** Opening Extracted records block **

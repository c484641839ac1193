//! Collaborator contracts for shell and app-state integration

use crate::error::NavError;
use crate::types::{LinkQuery, SelectionVariant, ShellLink};
use async_trait::async_trait;
use indexmap::IndexMap;

/// Host shell runtime services
///
/// Consumed as-is; absence of the shell degrades resolution to an empty
/// result instead of failing.
#[async_trait]
pub trait ShellServices: Send + Sync {
    /// Whether a shell runtime is present
    fn is_available(&self) -> bool;

    /// Resolve navigation targets, one result bucket per query
    async fn get_links(&self, queries: &[LinkQuery]) -> Result<Vec<Vec<ShellLink>>, NavError>;

    /// Expand a compacted app-state hash into its full form
    async fn expand_compact_hash(&self, hash: &str) -> Result<String, NavError>;

    /// Intent target (`SemanticObject-action`) of the currently running app
    fn current_app_target(&self) -> String;
}

/// Generated app-state key plus the URL parameters carrying it
#[derive(Debug, Clone, PartialEq, Eq)]
pub struct AppStateEntry {
    /// Persisted key, appended as `sap-xapp-state`
    pub key: String,
    /// URL parameters derived from the selection variant
    pub url_parameters: IndexMap<String, String>,
}

/// App-state persistence used during link-parameter enrichment
#[async_trait]
pub trait AppStateService: Send + Sync {
    /// Persist the selection variant and return its key and URL parameters
    async fn app_state_key_and_url_parameters(
        &self,
        selection_variant: &SelectionVariant,
    ) -> Result<AppStateEntry, NavError>;

    /// Merge context attributes into the selection variant
    fn mix_attributes_and_selection_variant(
        &self,
        attributes: &serde_json::Map<String, serde_json::Value>,
        selection_variant: &SelectionVariant,
    ) -> SelectionVariant;
}
//! Per-resolution diagnostics log
//!
//! Append-only collector attached to one resolution run; the popover's
//! diagnostics view renders it after the fact. Independent of `tracing`,
//! which still receives the same events.

use parking_lot::Mutex;

/// Severity of one log entry
#[derive(Debug, Clone, Copy, PartialEq, Eq)]
pub enum InfoLevel {
    Info,
    Warning,
    Error,
}

/// One diagnostics entry
#[derive(Debug, Clone, PartialEq, Eq)]
pub struct InfoEntry {
    pub level: InfoLevel,
    pub message: String,
}

/// Append-only diagnostics collector
#[derive(Debug, Default)]
pub struct InfoLog {
    entries: Mutex<Vec<InfoEntry>>,
}

impl InfoLog {
    /// Create an empty log
    #[inline]
    #[must_use]
    pub fn new() -> Self {
        Self::default()
    }

    /// Append an entry
    pub fn record(&self, level: InfoLevel, message: impl Into<String>) {
        self.entries.lock().push(InfoEntry {
            level,
            message: message.into(),
        });
    }

    /// Snapshot of all entries in append order
    #[must_use]
    pub fn entries(&self) -> Vec<InfoEntry> {
        self.entries.lock().clone()
    }

    /// Whether any entry at `level` was recorded
    #[must_use]
    pub fn has_level(&self, level: InfoLevel) -> bool {
        self.entries.lock().iter().any(|e| e.level == level)
    }
}

/// Record into an optional log without cluttering call sites
pub(crate) fn log_to(log: Option<&InfoLog>, level: InfoLevel, message: impl Into<String>) {
    if let Some(log) = log {
        log.record(level, message);
    }
}

#[cfg(test)]
mod tests {
    use super::*;

    #[test]
    fn log_preserves_append_order() {
        let log = InfoLog::new();
        log.record(InfoLevel::Info, "first");
        log.record(InfoLevel::Error, "second");

        let entries = log.entries();
        assert_eq!(entries.len(), 2);
        assert_eq!(entries[0].message, "first");
        assert!(log.has_level(InfoLevel::Error));
        assert!(!log.has_level(InfoLevel::Warning));
    }
}
use docflow_lifecycle::{
    allowed_draft_transitions, allowed_edit_transitions, validate_draft_transition,
    validate_edit_transition,
};
use docflow_model::{DraftStatus, EditMode};
use proptest::prelude::*;

#[test]
fn edit_transitions_are_symmetric() {
    assert!(validate_edit_transition(EditMode::Display, EditMode::Editable).is_ok());
    assert!(validate_edit_transition(EditMode::Editable, EditMode::Display).is_ok());

    // Invalid
    assert!(validate_edit_transition(EditMode::Display, EditMode::Display).is_err());
    assert!(validate_edit_transition(EditMode::Editable, EditMode::Editable).is_err());
}

#[test]
fn saving_is_the_only_exit_from_clear() {
    assert_eq!(
        allowed_draft_transitions(DraftStatus::Clear),
        vec![DraftStatus::Saving]
    );
}

proptest! {
    #[test]
    fn prop_edit_validation_matches_allowed(
        from in prop_oneof![Just(EditMode::Display), Just(EditMode::Editable)],
        to in prop_oneof![Just(EditMode::Display), Just(EditMode::Editable)],
    ) {
        let res = validate_edit_transition(from, to);
        let allowed = allowed_edit_transitions(from);

        if res.is_ok() {
            prop_assert!(allowed.contains(&to));
        } else {
            prop_assert!(!allowed.contains(&to));
        }
    }

    #[test]
    fn prop_draft_validation_matches_allowed(
        from in prop_oneof![
            Just(DraftStatus::Clear),
            Just(DraftStatus::Saving),
            Just(DraftStatus::Saved),
        ],
        to in prop_oneof![
            Just(DraftStatus::Clear),
            Just(DraftStatus::Saving),
            Just(DraftStatus::Saved),
        ],
    ) {
        let res = validate_draft_transition(from, to);
        let allowed = allowed_draft_transitions(from);

        if res.is_ok() {
            prop_assert!(allowed.contains(&to));
        } else {
            prop_assert!(!allowed.contains(&to));
        }
    }
}
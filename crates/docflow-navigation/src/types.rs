//! Semantic navigation types
//!
//! Declarative semantic-object configuration supplied by the application,
//! shell intents, and the resolved link items handed back to the popover.

use indexmap::IndexMap;
use serde::{Deserialize, Serialize};
use std::fmt::{self, Display, Formatter};
use std::str::FromStr;

/// One attribute rename rule: context attribute `key` becomes target
/// parameter `value`
#[derive(Debug, Clone, PartialEq, Eq, Serialize, Deserialize)]
pub struct MappingItem {
    pub key: String,
    pub value: String,
}

/// Rename rules for one semantic object
#[derive(Debug, Clone, PartialEq, Eq, Serialize, Deserialize)]
pub struct SemanticObjectMapping {
    pub semantic_object: String,
    pub items: Vec<MappingItem>,
}

/// Actions never offered for one semantic object
#[derive(Debug, Clone, PartialEq, Eq, Serialize, Deserialize)]
pub struct SemanticObjectUnavailableActions {
    pub semantic_object: String,
    pub actions: Vec<String>,
}

/// Declarative navigation configuration attached to a UI control
///
/// Semantic-object names may be dynamic (`{propertyPath}` form); they are
/// resolved against the control's custom data before link resolution.
#[derive(Debug, Clone, Default, PartialEq, Serialize, Deserialize)]
pub struct SemanticPayload {
    pub semantic_objects: Vec<String>,
    #[serde(default)]
    pub semantic_object_mappings: Vec<SemanticObjectMapping>,
    #[serde(default)]
    pub semantic_object_unavailable_actions: Vec<SemanticObjectUnavailableActions>,
    #[serde(default)]
    pub main_semantic_object: Option<String>,
    pub entity_type: String,
    #[serde(default)]
    pub data_field: Option<String>,
    #[serde(default)]
    pub contact: Option<String>,
    #[serde(default)]
    pub navigation_path: Option<String>,
}

impl SemanticPayload {
    /// Payload for a fixed list of semantic objects
    #[must_use]
    pub fn new(semantic_objects: Vec<String>, entity_type: impl Into<String>) -> Self {
        Self {
            semantic_objects,
            entity_type: entity_type.into(),
            ..Self::default()
        }
    }

    /// Rename rules declared for `semantic_object`
    #[must_use]
    pub fn mappings_for(&self, semantic_object: &str) -> &[MappingItem] {
        self.semantic_object_mappings
            .iter()
            .find(|m| m.semantic_object == semantic_object)
            .map(|m| m.items.as_slice())
            .unwrap_or(&[])
    }

    /// Actions marked unavailable for `semantic_object`
    #[must_use]
    pub fn unavailable_actions_for(&self, semantic_object: &str) -> &[String] {
        self.semantic_object_unavailable_actions
            .iter()
            .find(|u| u.semantic_object == semantic_object)
            .map(|u| u.actions.as_slice())
            .unwrap_or(&[])
    }
}

/// A shell-addressable action identifier: `#SemanticObject-action?params`
#[derive(Debug, Clone, PartialEq, Eq)]
pub struct Intent {
    pub semantic_object: String,
    pub action: String,
    pub parameters: IndexMap<String, String>,
}

impl Intent {
    /// Intent without parameters
    #[must_use]
    pub fn new(semantic_object: impl Into<String>, action: impl Into<String>) -> Self {
        Self {
            semantic_object: semantic_object.into(),
            action: action.into(),
            parameters: IndexMap::new(),
        }
    }

    /// Whether both intents address the same target, query ignored
    #[inline]
    #[must_use]
    pub fn same_target(&self, other: &Self) -> bool {
        self.semantic_object == other.semantic_object && self.action == other.action
    }

    /// `SemanticObject-action` pair without hash or query
    #[must_use]
    pub fn target(&self) -> String {
        format!("{}-{}", self.semantic_object, self.action)
    }
}

impl Display for Intent {
    fn fmt(&self, f: &mut Formatter<'_>) -> fmt::Result {
        write!(f, "#{}-{}", self.semantic_object, self.action)?;
        for (i, (key, value)) in self.parameters.iter().enumerate() {
            let sep = if i == 0 { '?' } else { '&' };
            write!(f, "{sep}{key}={value}")?;
        }
        Ok(())
    }
}

impl FromStr for Intent {
    type Err = IntentParseError;

    fn from_str(s: &str) -> Result<Self, Self::Err> {
        let s = s.strip_prefix('#').unwrap_or(s);
        let (target, query) = match s.split_once('?') {
            Some((target, query)) => (target, Some(query)),
            None => (s, None),
        };

        let (semantic_object, action) = target
            .split_once('-')
            .ok_or_else(|| IntentParseError(s.to_string()))?;
        if semantic_object.is_empty() || action.is_empty() {
            return Err(IntentParseError(s.to_string()));
        }

        let mut parameters = IndexMap::new();
        if let Some(query) = query {
            for pair in query.split('&').filter(|p| !p.is_empty()) {
                match pair.split_once('=') {
                    Some((key, value)) => parameters.insert(key.to_string(), value.to_string()),
                    None => parameters.insert(pair.to_string(), String::new()),
                };
            }
        }

        Ok(Self {
            semantic_object: semantic_object.to_string(),
            action: action.to_string(),
            parameters,
        })
    }
}

/// Malformed intent hash
#[derive(Debug, Clone, thiserror::Error, PartialEq, Eq)]
#[error("invalid intent hash: {0}")]
pub struct IntentParseError(pub String);

/// Raw link returned by the shell's link-resolution service
#[derive(Debug, Clone, PartialEq, Eq)]
pub struct ShellLink {
    /// Intent hash of the target
    pub intent: String,
    /// Display text
    pub text: String,
    /// Shell-provided tags (e.g. `superiorAction`)
    pub tags: Vec<String>,
}

impl ShellLink {
    /// Tag marking links that rank above the visible-count cutoff
    pub const SUPERIOR_ACTION: &'static str = "superiorAction";

    #[must_use]
    pub fn new(intent: impl Into<String>, text: impl Into<String>) -> Self {
        Self {
            intent: intent.into(),
            text: text.into(),
            tags: Vec::new(),
        }
    }

    /// Mark as superior action
    #[must_use]
    pub fn superior(mut self) -> Self {
        self.tags.push(Self::SUPERIOR_ACTION.to_string());
        self
    }

    /// Whether the shell ranked this link as superior
    #[inline]
    #[must_use]
    pub fn is_superior(&self) -> bool {
        self.tags.iter().any(|t| t == Self::SUPERIOR_ACTION)
    }
}

/// One request to the shell's link-resolution service
#[derive(Debug, Clone, PartialEq)]
pub struct LinkQuery {
    pub semantic_object: String,
    /// Mapped attribute values forwarded as intent parameters
    pub parameters: IndexMap<String, serde_json::Value>,
}

/// A resolved navigation target offered to the user
#[derive(Debug, Clone, PartialEq, Eq)]
pub struct LinkItem {
    /// Stable key (the intent target)
    pub key: String,
    /// Display text
    pub text: String,
    /// Fully qualified hash, rewritten during parameter enrichment
    pub href: String,
    /// Shown without expanding the "more links" section
    pub initially_visible: bool,
}

/// Both collections produced by target resolution
///
/// The own-navigation entry (the current app itself) is kept separate from
/// the offered actions.
#[derive(Debug, Clone, Default, PartialEq, Eq)]
pub struct ResolvedTargets {
    pub available_actions: Vec<LinkItem>,
    pub own_navigation: Option<LinkItem>,
}

/// Attribute/parameter set persisted alongside a navigation
#[derive(Debug, Clone, Default, PartialEq, Serialize, Deserialize)]
pub struct SelectionVariant {
    pub parameters: IndexMap<String, serde_json::Value>,
}

impl SelectionVariant {
    #[inline]
    #[must_use]
    pub fn new() -> Self {
        Self::default()
    }

    /// With one parameter
    #[must_use]
    pub fn with_parameter(mut self, key: impl Into<String>, value: serde_json::Value) -> Self {
        self.parameters.insert(key.into(), value);
        self
    }
}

** Closing Extracted records block **

The lines you return should be those above that contain the word "first", every one of them.

Answer box
        log.record(InfoLevel::Info, "first");
        assert_eq!(entries[0].message, "first");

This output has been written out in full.